Qu’importe alors de chercher à tout résoudre en une journée. Les buts du joueur deviennent multiples et il sera même parfois compliqué de se cantonner à un seul d’entre eux. Il est d’ailleurs conseillé de prendre des notes au fur et à mesure de notre exploration sans quoi des détails qui semblaient anodins pourraient devenir cruciaux sans que l’on s’en souvienne. Certains griffonneront sur un carnet, d’autres rempliront des dizaines de pages sur un tableur Excel, tandis que certains dessineront sur un tableau blanc. Mais il est assurément impossible d’arriver au bout de cette histoire sans en coucher les détails sur papier.
Oh Green World
Comme toute expédition, une bonne préparation est nécessaire afin d’en arriver à bout. Et ça tombe bien, cette salle aux murs jaunes a tout qu’il faut pour progresser. Dans Blue Prince les ressources sont le nerf de la guerre. Il y a bien évidemment l’argent, mais aussi les clés qui permettent d’ouvrir les portes et les gemmes qui permettent de découvrir des pièces plus intéressantes. Manquer de quoique ce soit sonne rapidement le glas de l’aventure.
De plus, une journée dans le jeu est composée d’un nombre limité de pas, c’est la ressource qui prime sur toutes les autres. Dès que l’on arrive à zéro, la journée est terminée et il faudra reprendre le lendemain. En reprenant tout depuis le départ. Les pas sont perdus dès que l’on change de pièce, il devient alors nécessaire de progresser avec précaution, le moindre écart farfelu pourra être responsable de votre chute.

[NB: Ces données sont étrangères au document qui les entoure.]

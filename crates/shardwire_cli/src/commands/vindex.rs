//! `map` and `verify` command implementations.

use super::Format;
use crate::error::{CliError, CliResult};
use clap::ValueEnum;
use serde::Serialize;
use shardwire_types::KeyspaceId;
use shardwire_vindex::{
    LookupStores, MemoryLookupStore, VSchema, Vindex, VindexInput, VindexRegistry, DEFAULT_STORE,
};
use std::path::Path;
use std::sync::Arc;
use tracing::debug;

/// How command-line values are handed to a vindex.
#[derive(Debug, Clone, Copy, PartialEq, Eq, Default, ValueEnum)]
pub enum InputKind {
    /// Unsigned integer.
    #[default]
    Uint,
    /// Signed integer.
    Int,
    /// Text string.
    Text,
    /// Hex-encoded bytes.
    Hex,
}

impl InputKind {
    /// Parses `raw` as this kind.
    pub fn parse(self, raw: &str) -> CliResult<VindexInput> {
        let bad = || CliError::usage(format!("'{raw}' is not a valid {self:?} value"));
        Ok(match self {
            InputKind::Uint => VindexInput::Uint(raw.parse().map_err(|_| bad())?),
            InputKind::Int => VindexInput::Int(raw.parse().map_err(|_| bad())?),
            InputKind::Text => VindexInput::Text(raw.to_string()),
            InputKind::Hex => VindexInput::Bytes(KeyspaceId::from_hex(raw).ok_or_else(bad)?.into_bytes()),
        })
    }
}

/// One mapped value.
#[derive(Debug, Serialize)]
pub struct MapRow {
    /// Value as given on the command line.
    pub value: String,
    /// Keyspace id in hex; empty when the vindex has no mapping.
    pub keyspace_id: String,
}

/// Loads a vschema with the builtin vindex types.
///
/// Lookup vindexes get an empty in-memory default store.
pub fn load_vschema(path: &Path) -> CliResult<VSchema> {
    let json = std::fs::read_to_string(path).map_err(|source| CliError::Io {
        path: path.display().to_string(),
        source,
    })?;
    let registry = VindexRegistry::builder().with_builtin()?.build();
    let stores = LookupStores::new().with_store(DEFAULT_STORE, Arc::new(MemoryLookupStore::new()));
    let vschema = VSchema::from_json(&json, &registry, &stores)?;
    debug!(path = %path.display(), keyspaces = vschema.keyspace_names().len(), "vschema loaded");
    Ok(vschema)
}

fn vindex(path: &Path, keyspace: &str, name: &str) -> CliResult<Arc<dyn Vindex>> {
    Ok(load_vschema(path)?.vindex(keyspace, name)?)
}

/// Maps every value through a vindex.
pub fn map_values(
    path: &Path,
    keyspace: &str,
    name: &str,
    kind: InputKind,
    values: &[String],
) -> CliResult<Vec<MapRow>> {
    let vindex = vindex(path, keyspace, name)?;
    let inputs = values
        .iter()
        .map(|raw| kind.parse(raw))
        .collect::<CliResult<Vec<_>>>()?;
    let ksids = vindex.map(&inputs)?;
    Ok(values
        .iter()
        .zip(ksids)
        .map(|(value, ksid)| MapRow {
            value: value.clone(),
            keyspace_id: ksid.to_hex(),
        })
        .collect())
}

/// Runs the map command.
pub fn run_map(
    path: &Path,
    keyspace: &str,
    name: &str,
    kind: InputKind,
    values: &[String],
    format: Format,
) -> CliResult<()> {
    for row in map_values(path, keyspace, name, kind, values)? {
        match format {
            Format::Text if row.keyspace_id.is_empty() => println!("{}\t(none)", row.value),
            Format::Text => println!("{}\t{}", row.value, row.keyspace_id),
            Format::Json => println!("{}", serde_json::to_string(&row)?),
        }
    }
    Ok(())
}

/// Checks that `value` maps to the hex keyspace id.
pub fn verify_value(
    path: &Path,
    keyspace: &str,
    name: &str,
    kind: InputKind,
    value: &str,
    ksid: &str,
) -> CliResult<bool> {
    let ksid = KeyspaceId::from_hex(ksid)
        .ok_or_else(|| CliError::usage(format!("'{ksid}' is not a hex keyspace id")))?;
    let vindex = vindex(path, keyspace, name)?;
    Ok(vindex.verify(&kind.parse(value)?, &ksid)?)
}

/// Runs the verify command.
pub fn run_verify(
    path: &Path,
    keyspace: &str,
    name: &str,
    kind: InputKind,
    value: &str,
    ksid: &str,
) -> CliResult<()> {
    println!("{}", verify_value(path, keyspace, name, kind, value, ksid)?);
    Ok(())
}

#[cfg(test)]
mod tests {
    use super::*;
    use std::io::Write;
    use tempfile::NamedTempFile;

    fn vschema_file() -> NamedTempFile {
        let mut file = NamedTempFile::new().unwrap();
        file.write_all(
            br#"{
                "keyspaces": {
                    "user": {
                        "sharded": true,
                        "vindexes": {
                            "user_id": { "type": "numeric" },
                            "name": { "type": "binary_md5" },
                            "email": { "type": "lookup_unique", "params": { "table": "email_idx" } }
                        }
                    }
                }
            }"#,
        )
        .unwrap();
        file
    }

    #[test]
    fn input_kinds() {
        assert_eq!(InputKind::Uint.parse("7").unwrap(), VindexInput::Uint(7));
        assert_eq!(InputKind::Int.parse("-7").unwrap(), VindexInput::Int(-7));
        assert_eq!(InputKind::Hex.parse("0aff").unwrap(), VindexInput::Bytes(vec![0x0a, 0xff]));
        assert!(InputKind::Uint.parse("-7").is_err());
        assert!(InputKind::Hex.parse("abc").is_err());
    }

    #[test]
    fn map_prints_hex_keyspace_ids() {
        let file = vschema_file();
        let rows = map_values(
            file.path(),
            "user",
            "user_id",
            InputKind::Uint,
            &["1".into(), "256".into()],
        )
        .unwrap();
        assert_eq!(rows[0].keyspace_id, "0000000000000001");
        assert_eq!(rows[1].keyspace_id, "0000000000000100");

        let rows = map_values(file.path(), "user", "email", InputKind::Text, &["a@b.c".into()]).unwrap();
        assert!(rows[0].keyspace_id.is_empty());
    }

    #[test]
    fn verify_checks_the_mapping() {
        let file = vschema_file();
        let ok = verify_value(file.path(), "user", "user_id", InputKind::Uint, "1", "0000000000000001");
        assert!(ok.unwrap());
        let ok = verify_value(file.path(), "user", "user_id", InputKind::Uint, "2", "0000000000000001");
        assert!(!ok.unwrap());
        assert!(matches!(
            verify_value(file.path(), "user", "user_id", InputKind::Uint, "1", "xyz"),
            Err(CliError::Usage(_))
        ));
    }

    #[test]
    fn schema_failures_are_errors() {
        let file = vschema_file();
        assert!(matches!(
            map_values(file.path(), "user", "nope", InputKind::Uint, &[]),
            Err(CliError::Vindex(_))
        ));
        assert!(matches!(
            map_values(Path::new("/nonexistent/vschema.json"), "user", "user_id", InputKind::Uint, &[]),
            Err(CliError::Io { .. })
        ));
    }
}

L’explorateur devient alors stratège, il apprend à maîtriser les effets de chaque salle du manoir, à manier chaque objet pour en exploiter les attributs. On se heurte tour-à-tour à de nouveaux murs qui nous séparent de la vérité. On se sent pris au piège comme un pion sur l'échiquier. Mais à défaut d'être roi en cette demeure, c'est en se découvrant fou que l'on élabore de nouvelles stratégies inattendues. Car même si l’ensemble du manoir se réinitialise entièrement à chaque nouvelle journée, certains éléments échappent à cette règle.
L’extérieur des murs par exemple n’est pas soumis à cette règle et l’exploration des alentours pourra souvent être aussi essentielle afin de mieux progresser plus tard. Ces éléments, une fois débloqués, le resteront pour les prochaines journées. Conférant peu à peu de nouvelles opportunités pour optimiser chaque expédition au mieux. Et après plusieurs dizaines de jours à camper devant le manoir du Mont Holly on découvre l’aventurier que l’on devient. Plus aguerri, le joueur dompte les stratagèmes qui lui permettront d’optimiser la gestion de son expédition. Sa progression de plus en plus assurée afin de parvenir à atteindre de nouvelles vérités.
Paint it Black
Ça y est. Je suis parvenu au bout de l’aventure dans cette salle aux murs noirs, il ne reste plus rien à accomplir. Cette odyssée n’a pas été sans mal et je n’en serais peut-être pas arrivé au bout seul. Heureusement que Menraw adore remplir des cases et répertorier chaque infime détail, que ma compagne m’accompagnait sur mes sessions tandis qu’un couple d’amis faisait de même de son côté. Friand de puzzles en tous genres, je n’ai jamais pris autant de notes pour aller au bout d’un jeu, des dessins et arabesques, des captures d’écran griffonnées de notes…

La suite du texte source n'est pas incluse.